### WORK INSTRUCTION:
Lines holding the string "crate" are the ones to copy from this listing.

══════════

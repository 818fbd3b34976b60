//! Approximate matching of an expanded query against weighted entity fields.
//!
//! For each expanded query token, a target's best contribution is the
//! highest `weight × similarity` over all of its field tokens; a target's
//! relevance is the sum of those contributions across query tokens, so
//! covering more of the query always ranks higher than covering less.
//! Targets with no contributing token are discarded.
//!
//! Ties break by shorter display text (a tighter match) and then by id, so
//! ranking is deterministic for a given index snapshot.
//!
//! Purely functional: nothing here mutates the index or keeps state
//! between calls.

use crate::fuzzy::similarity;
use crate::normalize::{normalize, tokenize};
use crate::scoring::{SearchTarget, SIMILARITY_FLOOR};
use crate::types::{CatalogIndex, Query, Scored, SearchableItem};
use std::cmp::Ordering;

/// Score one set of targets against a parsed query.
///
/// The query's expanded tokens are compared against each target's weighted
/// fields; anything scoring zero is dropped and the rest come back ranked.
pub fn match_entities<'a, T, I>(targets: I, query: &Query) -> Vec<Scored<T>>
where
    T: SearchTarget + 'a,
    I: IntoIterator<Item = &'a T>,
{
    if query.expanded_tokens.is_empty() {
        return Vec::new();
    }

    let mut hits: Vec<Scored<T>> = Vec::new();
    for target in targets {
        let fields: Vec<(f64, Vec<String>)> = target
            .weighted_fields()
            .into_iter()
            .map(|(weight, text)| (weight, tokenize(&normalize(&text))))
            .filter(|(_, tokens)| !tokens.is_empty())
            .collect();

        let score = relevance(&fields, &query.expanded_tokens);
        if score > 0.0 {
            hits.push(Scored {
                score,
                display: target.display().to_string(),
                entity: target.clone(),
            });
        }
    }

    rank(&mut hits);
    hits
}

/// Sum, over query tokens, of the best weighted field contribution.
fn relevance(fields: &[(f64, Vec<String>)], query_tokens: &[String]) -> f64 {
    query_tokens
        .iter()
        .map(|qt| {
            fields
                .iter()
                .map(|(weight, field_tokens)| {
                    let best = field_tokens
                        .iter()
                        .map(|ft| similarity(qt, ft, SIMILARITY_FLOOR))
                        .fold(0.0, f64::max);
                    weight * best
                })
                .fold(0.0, f64::max)
        })
        .sum()
}

fn rank<T: SearchTarget>(hits: &mut [Scored<T>]) {
    hits.sort_by(|a, b| {
        b.score
            .partial_cmp(&a.score)
            .unwrap_or(Ordering::Equal)
            .then_with(|| a.display.len().cmp(&b.display.len()))
            .then_with(|| a.entity.sort_id().cmp(b.entity.sort_id()))
    });
}

/// Item search with the size pre-filter.
///
/// When the query declares explicit sizes, candidates shrink to items whose
/// `size_tokens` cover all of them before any fuzzy scoring happens. A
/// size-only query ("M L") returns that filtered set as-is — the filter is
/// the whole answer, there is nothing left to rank.
pub fn search_items(index: &CatalogIndex, query: &Query) -> Vec<Scored<SearchableItem>> {
    let candidates: Vec<&SearchableItem> = if query.size_tokens.is_empty() {
        index.items().collect()
    } else {
        index
            .items()
            .filter(|item| query.size_tokens.is_subset(&item.size_tokens))
            .collect()
    };

    if !query.size_tokens.is_empty() && query.expanded_tokens.is_empty() {
        return candidates
            .into_iter()
            .map(|item| Scored {
                score: 1.0,
                display: item.name.clone(),
                entity: item.clone(),
            })
            .collect();
    }

    match_entities(candidates, query)
}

══════════

### RESULT OF THIS TASK:
use crate::fuzzy::similarity;
use crate::normalize::{normalize, tokenize};
use crate::scoring::{SearchTarget, SIMILARITY_FLOOR};
use crate::types::{CatalogIndex, Query, Scored, SearchableItem};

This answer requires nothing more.